Nasza Loteria SR - pasek na kartach artykułów

Na półmetku rozgrywek Żubry Białystok na dziesiątym miejscu. Celują w ósemkę.

Sylwia Kowalczyk
Krzysztof Łotowski (z lewej) zrobił spory postęp i coraz lepiej radzi sobie na parkiecie
Krzysztof Łotowski (z lewej) zrobił spory postęp i coraz lepiej radzi sobie na parkiecie Fot. Anatol Chomicz
Pierwszą rundę można zaliczyć do udanych, szczególnie jeśli weźmie się pod uwagę początek. Później pokazaliśmy, że potrafimy walczyć z najlepszymi - ocenia Tomasz Kujawa, kapitan pierwszoligowych Żubrów Białystok.

Na półmetku rywalizacji Podlasianie zajmują dziesiąte miejsce w tabeli. To może się zmienić, bo kilka spotkań nie zostało rozegranych. Ale to i tak dobry wynik. Po siedmiu kolejkach Żubry miały siedem porażek. Większość z nich była dotkliwa, np. z ŁKS Łódź 60:101 czy ze Spójnią Stargard Szczeciński 65:101.

11 listopada fatalna passa została przerwana. Podopieczni trenera Marka Kubiaka wygrali u siebie z Big Starem Tychy. Od tego momentu zwyciężyli w sześciu z ośmiu potyczek i rozpoczęli marsz w górę tabeli.

- Porażki z początku sezonu można wytłumaczyć. Kontuzja Tomka Kujawy sprawiła, że brakowało nam doświadczonego zawodnika, który wziąłby na siebie ciężar gry. Zespół nie prezentował się równo przez całe spotkanie, były spore wahania dyspozycji. Brakowało cierpliwości w ataku - mówi szkoleniowiec białostoczan. - Do tego doszły jeszcze urazy Piotrka Brzozowskiego i Michała Zalewskiego. Problemy nas nie omijały - dodaje.

Dwa, trzy zwycięstwa więcej

Działacze musieli jakoś zareagować. Nie podejmowali nerwowych ruchów, sprowadzili za to Jędrzeja Jankowiaka, który grał już wcześniej w Żubrach. Do dyspozycji wrócił Kujawa, a do zespołu doszedł jeszcze Artur Bajer.

- Artur wzmocnił grę pod tablicami w ataku i obronie.
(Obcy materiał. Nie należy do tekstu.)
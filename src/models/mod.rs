pub mod loaders;
pub mod question;
pub mod quiz;
pub mod submission;

pub use loaders::{load_quiz_fixture, QuizFixture};
pub use question::{Question, QuestionView};
pub use quiz::{Availability, ClassroomQuiz, Quiz};
pub use submission::{
    AnswerSnapshot, LeaderboardEntry, QuestionOutcome, QuizResult, StudentRef, SubmissionAck,
    SubmitAnswersRequest,
};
Dużo wniósł do zespołu - chwali swojego podopiecznego trener Kubiak.

- Gdybyśmy w takim składzie grali od początku, myślę, że mielibyśmy dwa może trzy zwycięstwa więcej - uważa kapitan białostockiego zespołu.

Najlepiej było w Krośnie

Zdaniem trenera Kubiaka najbardziej szkoda spotkania w Pruszkowie, przegranego ze Zniczem Basketem jednym punktem.

- Walczyliśmy też z Dąbrową Górniczą. Byliśmy blisko. Zwycięstwo było nam wtedy bardzo potrzebne, podbudowałoby nas - opowiada opiekun Podlasian. - Mecz z Lublinem też można było wygrać. W pierwszej połowie graliśmy rewelacyjnie, a później stanęliśmy. Takich spotkań nie można oddawać - mówi.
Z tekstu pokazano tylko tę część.